Abu Hurairah radhiyallahu ‘anhu meriwayatkan dari Nabi shallallahu ‘alaihi wa sallam bahwa beliau bersabda,
مَنْ كَانَتْ عِنْدَهُ مَظْلَمَةٌ لِأَخِيْهِ، مِنْ مَالٍ أَوْ عِرْضٍ، فَلْيَأْتِهِ فَلْيَسْتَحِلَّهَا مِنْهُ قَبْلَ أَنْ يُؤْخَذَ وَلَيْسَ عِنْدَهُ دِرْهَمٌ وَلَا دِيْنَارٌ، فَإِنْ كَانَتْ لَهُ حَسَنَاتٌ أُخِذَ مِنْ حَسَنَاتِهِ فَأُعْطِيَهَا هٰذَا، وَإِلَّا أُخِذَ مِنْ سَيِّئَاتِ هٰذَا فَأُلْقِيَ عَلَيْهِ.
“Barangsiapa melakukan kezhaliman terhadap saudaranya, baik ter-kait dengan harta atau kehormatan, maka hendaknya menemuinya lalu meminta dihalalkan (dimaafkan) sebelum dihisab yang dia tidak lagi memiliki dirham dan dinar, jika dia mempunyai kebaikan-kebaikan, maka sebagian darinya diambil dan diberikan kepada orang yang dizhaliminya, jika tidak maka keburukan orang yang dizhaliminya akan ditimpakan kepadanya.”[9]
Bila gibah belum sampai kepada korban, maka sebagai ganti meminta maaf adalah memohonkan ampunan baginya, agar tidak mengabarkan sesuatu yang tidak diketahuinya yang bisa membuat dadanya menjadi sempit.
Dalam hadits,
كَفَّارَةُ مَنِ اغْتَبْتَ أَنْ تَسْتَغْفِرَ لَهُ.

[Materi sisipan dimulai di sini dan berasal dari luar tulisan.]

//! # Forecast Metrics
//!
//! $$
//! \mathrm{RMSE} = \sqrt{\tfrac{1}{n}\sum_t (y_t - \hat y_t)^2}
//! $$
//!
//! Held-out-window error metrics and the pluggable information criteria used
//! to score order-search candidates.

use crate::error::PipelineError;
use crate::error::Result;

/// Point-forecast error metrics over a held-out window.
#[derive(Clone, Copy, Debug, Default)]
#[cfg_attr(feature = "serde", derive(serde::Serialize, serde::Deserialize))]
pub struct ErrorMetrics {
  /// Mean absolute error.
  pub mae: f64,
  /// Root mean squared error.
  pub rmse: f64,
  /// Mean absolute percentage error, in percent.
  pub mape: f64,
}

/// Compute [`ErrorMetrics`] over aligned actual/predicted slices.
pub fn evaluate(actual: &[f64], predicted: &[f64]) -> Result<ErrorMetrics> {
  if actual.is_empty() {
    return Err(PipelineError::InsufficientData(
      "cannot score a forecast on an empty test window".to_string(),
    ));
  }
  if actual.len() != predicted.len() {
    return Err(PipelineError::InsufficientData(format!(
      "actual/predicted length mismatch: {} vs {}",
      actual.len(),
      predicted.len()
    )));
  }

  let n = actual.len() as f64;
  let mut abs_sum = 0.0;
  let mut sq_sum = 0.0;
  let mut pct_sum = 0.0;

  for (a, p) in actual.iter().zip(predicted.iter()) {
    let d = a - p;
    abs_sum += d.abs();
    sq_sum += d * d;
    if a.abs() > f64::EPSILON {
      pct_sum += (d / a).abs();
    }
  }

  Ok(ErrorMetrics {
    mae: abs_sum / n,
    rmse: (sq_sum / n).sqrt(),
    mape: pct_sum / n * 100.0,
  })
}

/// Scoring function for order-search candidates. Lower is better. Implemented
/// by the built-in information criteria; the search loop is agnostic to which
/// one is plugged in.
pub trait OrderScorer {
  /// Score a fitted candidate from its sum of squared errors, observation
  /// count and parameter count.
  fn score(&self, sse: f64, nobs: usize, n_params: usize) -> f64;
}

/// Akaike information criterion.
#[derive(Clone, Copy, Debug, Default)]
pub struct Aic;

impl OrderScorer for Aic {
  fn score(&self, sse: f64, nobs: usize, n_params: usize) -> f64 {
    let n = nobs as f64;
    n * (sse / n).ln() + 2.0 * n_params as f64
  }
}

/// Bayesian information criterion.
#[derive(Clone, Copy, Debug, Default)]
pub struct Bic;

impl OrderScorer for Bic {
  fn score(&self, sse: f64, nobs: usize, n_params: usize) -> f64 {
    let n = nobs as f64;
    n * (sse / n).ln() + (n_params as f64) * n.ln()
  }
}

“Kafarat bila kamu menggibah seseorang adalah hendaknya kamu memohon ampunan baginya.”[10]
Mujahid berkata, “Bila kamu memakan daging saudaramu, maka kaffaratnya adalah memujinya dan mendoakan kebaikan untuknya, demikian juga bila korban gibah sudah meninggal dunia.”

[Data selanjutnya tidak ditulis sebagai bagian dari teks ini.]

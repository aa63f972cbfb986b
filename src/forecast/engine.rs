//! # Forecast Engine
//!
//! $$
//! \text{champion} = \arg\min_{m \in \{\mathrm{ARIMA}, \mathrm{LSTM}\}} \mathrm{RMSE}_m
//! $$
//!
//! Fits both model variants on the training segment of a chronological split
//! and scores them on the identical test segment. The champion is the model
//! with the lowest RMSE, ties broken by lowest MAPE.

use chrono::NaiveDate;
use tracing::info;

use crate::error::PipelineError;
use crate::error::Result;
use crate::forecast::arima::ArimaModel;
use crate::forecast::arima::ArimaSearchConfig;
use crate::forecast::lstm::LstmModel;
use crate::forecast::lstm::LstmTrainConfig;
use crate::forecast::metrics;
use crate::forecast::metrics::Aic;
use crate::forecast::ForecastResult;
use crate::forecast::ModelKind;
use crate::forecast::RecursiveForecaster;
use crate::market::PriceSeries;

/// Configuration for one engine run.
#[derive(Clone, Copy, Debug, Default)]
pub struct ForecastEngineConfig {
  pub arima: ArimaSearchConfig,
  pub lstm: LstmTrainConfig,
}

/// Metrics for both models plus the champion tag.
#[derive(Clone, Debug)]
#[cfg_attr(feature = "serde", derive(serde::Serialize, serde::Deserialize))]
pub struct ModelComparison {
  pub arima: ForecastResult,
  pub lstm: ForecastResult,
  /// Model consumers should use when a single best forecast is required.
  pub champion: ModelKind,
}

/// Trained models from one engine run, kept for trend projection.
pub struct TrainedModels {
  pub arima: ArimaModel,
  pub lstm: LstmModel,
}

impl TrainedModels {
  /// The champion model as a recursive forecaster.
  pub fn champion(&self, kind: ModelKind) -> &dyn RecursiveForecaster {
    match kind {
      ModelKind::LinearAutoregressive => &self.arima,
      ModelKind::RecurrentSequence => &self.lstm,
    }
  }
}

/// Fits and evaluates both forecast models for one asset.
#[derive(Clone, Copy, Debug, Default)]
pub struct ForecastEngine {
  config: ForecastEngineConfig,
}

impl ForecastEngine {
  pub fn new(config: ForecastEngineConfig) -> Self {
    Self { config }
  }

  /// Train both models on bars dated `<= split` and evaluate them on the
  /// remainder of `prices`.
  pub fn run(
    &self,
    prices: &PriceSeries,
    split: NaiveDate,
  ) -> Result<(ModelComparison, TrainedModels)> {
    let (train, test) = prices.split_at(split);
    if test.len() < 2 {
      return Err(PipelineError::InsufficientData(format!(
        "test segment after {split} has {} observations, need at least 2",
        test.len()
      )));
    }

    let train_closes = train.adj_closes();
    let test_closes = test.adj_closes();
    let test_dates = test.dates();
    info!(
      symbol = prices.symbol(),
      train_len = train.len(),
      test_len = test.len(),
      "forecast engine split"
    );

    let arima = ArimaModel::fit_auto(&train_closes, &self.config.arima, &Aic)?;
    let arima_preds = arima.forecast_path(test_closes.len())?;
    let arima_metrics = metrics::evaluate(&test_closes, &arima_preds)?;
    info!(
      order = ?arima.order(),
      rmse = arima_metrics.rmse,
      mape = arima_metrics.mape,
      "ARIMA evaluated"
    );

    let mut lstm = LstmModel::new(self.config.lstm)?;
    lstm.fit(&train_closes)?;
    let lstm_preds = lstm.one_step_predictions(&test_closes)?;
    let lstm_metrics = metrics::evaluate(&test_closes, &lstm_preds)?;
    info!(
      rmse = lstm_metrics.rmse,
      mape = lstm_metrics.mape,
      "LSTM evaluated"
    );

    let arima_result = ForecastResult {
      kind: ModelKind::LinearAutoregressive,
      predictions: test_dates.iter().copied().zip(arima_preds).collect(),
      metrics: arima_metrics,
    };
    let lstm_result = ForecastResult {
      kind: ModelKind::RecurrentSequence,
      predictions: test_dates.into_iter().zip(lstm_preds).collect(),
      metrics: lstm_metrics,
    };

    let champion = select_champion(&arima_result, &lstm_result);
    info!(%champion, "champion model selected");

    let comparison = ModelComparison {
      arima: arima_result,
      lstm: lstm_result,
      champion,
    };
    Ok((comparison, TrainedModels { arima, lstm }))
  }
}

/// Lowest RMSE wins; ties break on lowest MAPE.
fn select_champion(arima: &ForecastResult, lstm: &ForecastResult) -> ModelKind {
  if lstm.metrics.rmse < arima.metrics.rmse {
    ModelKind::RecurrentSequence
  } else if lstm.metrics.rmse > arima.metrics.rmse {
    ModelKind::LinearAutoregressive
  } else if lstm.metrics.mape < arima.metrics.mape {
    ModelKind::RecurrentSequence
  } else {
    ModelKind::LinearAutoregressive
  }
}

#[cfg(test)]
mod tests {
  use chrono::NaiveDate;
  use rand::rngs::StdRng;
  use rand::Rng;
  use rand::SeedableRng;

  use super::*;
  use crate::forecast::metrics::ErrorMetrics;
  use crate::market::series_from_closes;

  fn noisy_trend_series(n: usize, seed: u64) -> Vec<f64> {
    let mut rng = StdRng::seed_from_u64(seed);
    (0..n)
      .map(|i| 100.0 + i as f64 * 0.2 + rng.gen_range(-1.0..1.0))
      .collect()
  }

  fn test_config() -> ForecastEngineConfig {
    ForecastEngineConfig {
      arima: ArimaSearchConfig {
        max_p: 2,
        max_q: 1,
        ..ArimaSearchConfig::default()
      },
      lstm: LstmTrainConfig {
        window: 10,
        hidden: 8,
        dense: 4,
        epochs: 2,
        batch_size: 16,
        learning_rate: 1e-2,
        seed: 42,
      },
    }
  }

  fn result_with(rmse: f64, mape: f64, kind: ModelKind) -> ForecastResult {
    ForecastResult {
      kind,
      predictions: Vec::new(),
      metrics: ErrorMetrics {
        mae: 0.0,
        rmse,
        mape,
      },
    }
  }

  #[test]
  fn champion_is_lowest_rmse() {
    let arima = result_with(5.0, 3.0, ModelKind::LinearAutoregressive);
    let lstm = result_with(4.0, 9.0, ModelKind::RecurrentSequence);
    assert_eq!(select_champion(&arima, &lstm), ModelKind::RecurrentSequence);
  }

  #[test]
  fn rmse_ties_break_on_mape() {
    let arima = result_with(5.0, 3.0, ModelKind::LinearAutoregressive);
    let lstm = result_with(5.0, 2.0, ModelKind::RecurrentSequence);
    assert_eq!(select_champion(&arima, &lstm), ModelKind::RecurrentSequence);

    let lstm_worse = result_with(5.0, 4.0, ModelKind::RecurrentSequence);
    assert_eq!(
      select_champion(&arima, &lstm_worse),
      ModelKind::LinearAutoregressive
    );
  }

  #[test]
  fn engine_scores_both_models_on_the_same_window() {
    let start = NaiveDate::from_ymd_opt(2023, 1, 2).unwrap();
    let series = series_from_closes("TST", start, &noisy_trend_series(160, 17));
    let split = series.dates()[119];

    let engine = ForecastEngine::new(test_config());
    let (comparison, _models) = engine.run(&series, split).unwrap();

    assert_eq!(comparison.arima.predictions.len(), 40);
    assert_eq!(comparison.lstm.predictions.len(), 40);
    let arima_dates: Vec<_> = comparison.arima.predictions.iter().map(|(d, _)| *d).collect();
    let lstm_dates: Vec<_> = comparison.lstm.predictions.iter().map(|(d, _)| *d).collect();
    assert_eq!(arima_dates, lstm_dates);
  }

  #[test]
  fn identical_inputs_and_seeds_give_identical_metrics() {
    let start = NaiveDate::from_ymd_opt(2023, 1, 2).unwrap();
    let series = series_from_closes("TST", start, &noisy_trend_series(150, 23));
    let split = series.dates()[109];
    let engine = ForecastEngine::new(test_config());

    let (first, _) = engine.run(&series, split).unwrap();
    let (second, _) = engine.run(&series, split).unwrap();

    assert_eq!(first.arima.metrics.rmse, second.arima.metrics.rmse);
    assert_eq!(first.lstm.metrics.rmse, second.lstm.metrics.rmse);
    assert_eq!(first.champion, second.champion);
  }

  #[test]
  fn empty_test_segment_is_rejected() {
    let start = NaiveDate::from_ymd_opt(2023, 1, 2).unwrap();
    let series = series_from_closes("TST", start, &noisy_trend_series(120, 5));
    let split = *series.dates().last().unwrap();
    let engine = ForecastEngine::new(test_config());
    let err = engine.run(&series, split).err().unwrap();
    assert!(matches!(err, PipelineError::InsufficientData(_)));
  }
}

[1] Diriwayatkan oleh al-Bukhari, no. 1739: dari Ibnu Abbas dan no. 7078: dari Abu Bakrah y.
[2] Diriwayatkan oleh Ahmad, no. 19721, 19746; Abu Dawud, no. 4880 dan ter-cantum dalam Shahih Sunannya, no. 4083, dan hadits ini juga tercantum dalam Shahih al-Jami’ , no. 7984 dan Misykah al-Mashabih, no. 5044.
[3] Diriwayatkan oleh Ibnu Abi ad-Dunya dalam Kitab ash-Shamt, Ibnu Hibban dalam adh-Dhu’afa`, Ibnu Mardawaih dalam at-Tafsir: dari Jabir dan Abu Sa’id. Hadits ini tercantum dalam Dha’if al-Jami’ , no. 2204 dan Silsilah al-Ahadits adh-Dha’ifah, no. 1846.

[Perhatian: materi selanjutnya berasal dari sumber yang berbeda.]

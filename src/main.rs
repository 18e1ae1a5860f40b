//! CLI for wsrelay
//!
//! Runs the relay server until Ctrl-C. Settings come from the config file and
//! environment; the flags below override them.

use std::path::PathBuf;
use std::process::ExitCode;

use clap::Parser;
use tracing::{error, info};
use wsrelay::config::{Settings, load_config_from};
use wsrelay::transport::start_websocket_server;
use wsrelay::utils::{RelayError, logging};

#[derive(Parser)]
#[command(name = "wsrelay", about = "Real-time WebSocket message relay")]
struct Args {
    /// Host to bind to
    #[arg(long)]
    host: Option<String>,

    /// Port to bind to
    #[arg(long)]
    port: Option<u16>,

    /// Configuration file (defaults to config/default.* if present)
    #[arg(long)]
    config: Option<PathBuf>,

    /// Enable debug logging
    #[arg(long)]
    debug: bool,
}

#[tokio::main]
async fn main() -> ExitCode {
    let _ = dotenvy::dotenv();
    let args = Args::parse();

    let settings = match load_settings(&args) {
        Ok(settings) => settings,
        Err(e) => {
            logging::init("info");
            error!("Failed to load configuration: {e}");
            return ExitCode::FAILURE;
        }
    };

    let level = if args.debug { "debug" } else { settings.log.level.as_str() };
    logging::init(level);

    if let Err(e) = run_server(settings).await {
        error!("Server failed: {e}");
        return ExitCode::FAILURE;
    }

    ExitCode::SUCCESS
}

fn load_settings(args: &Args) -> Result<Settings, RelayError> {
    let mut settings = load_config_from(args.config.as_deref())?;
    if let Some(host) = &args.host {
        settings.server.host = host.clone();
    }
    if let Some(port) = args.port {
        settings.server.port = port;
    }
    Ok(settings)
}

async fn run_server(settings: Settings) -> Result<(), RelayError> {
    info!(
        "Starting WebSocket relay on {}:{}",
        settings.server.host, settings.server.port
    );

    start_websocket_server(settings, async {
        if let Err(e) = tokio::signal::ctrl_c().await {
            error!("Failed to listen for shutdown signal: {e}");
            std::future::pending::<()>().await;
        }
    })
    .await
}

[4] Diriwayatkan oleh Muslim, no. 2589; Abu Dawud, no. 4874 dan tercantum dalam Shahih Sunan Abu Dawud, no. 4079; at-Tirmidzi, no. 1934 dan tercan-tum dalam Shahih Sunan at-Tirmidzi, no. 1578: dari Abu Hurairah y.
[5] Diriwayatkan oleh Ahmad, no. 15965 dari Sahl bin Hunaif, dan hadits ini ter-cantum dalam Dha’if al-Jami’, no. 5380 dan Silsilah al-Ahadits adh-Dha’ifah, no. 2402.
[6] Diriwayatkan oleh Ahmad, no. 15627: dari Mu’adz bin Anas, ia dalam Shahih Sunan Abu Dawud, no. 4086, 4883 dan Misykah al-Mashabih, no. 4986.
[7] Diriwayatkan oleh al-Bukhari, no. 5384, 7180 dan Muslim, no. 1714: dari Aisyah i, hadits ini tercantum dalam Shahih al-Jami’, no. 3221 dan Irwa` al-Ghalil, no. 2158.
[8] Diriwayatkan oleh al-Baihaqi dari Anas y, hadits ini dalam Dha’if al-Jami ash-Shaghir, no. 5483 dan Silsilah al-Ahasits adh-Dha’ifah, no. 585.
[9] Diriwayatkan oleh al-Bukhari, no. 6534 dan Ahmad, no. 9595: dari Abu Hu-rairah y.
[10] Hadits maudhu’: Diriwayatkan oleh Ibnu Abi ad-Dunya, dan ia tercantum dalam Dha’if al-Jami’, no. 4190 dan Silsilah al-Ahadits adh-Dha’ifah, no. 1519.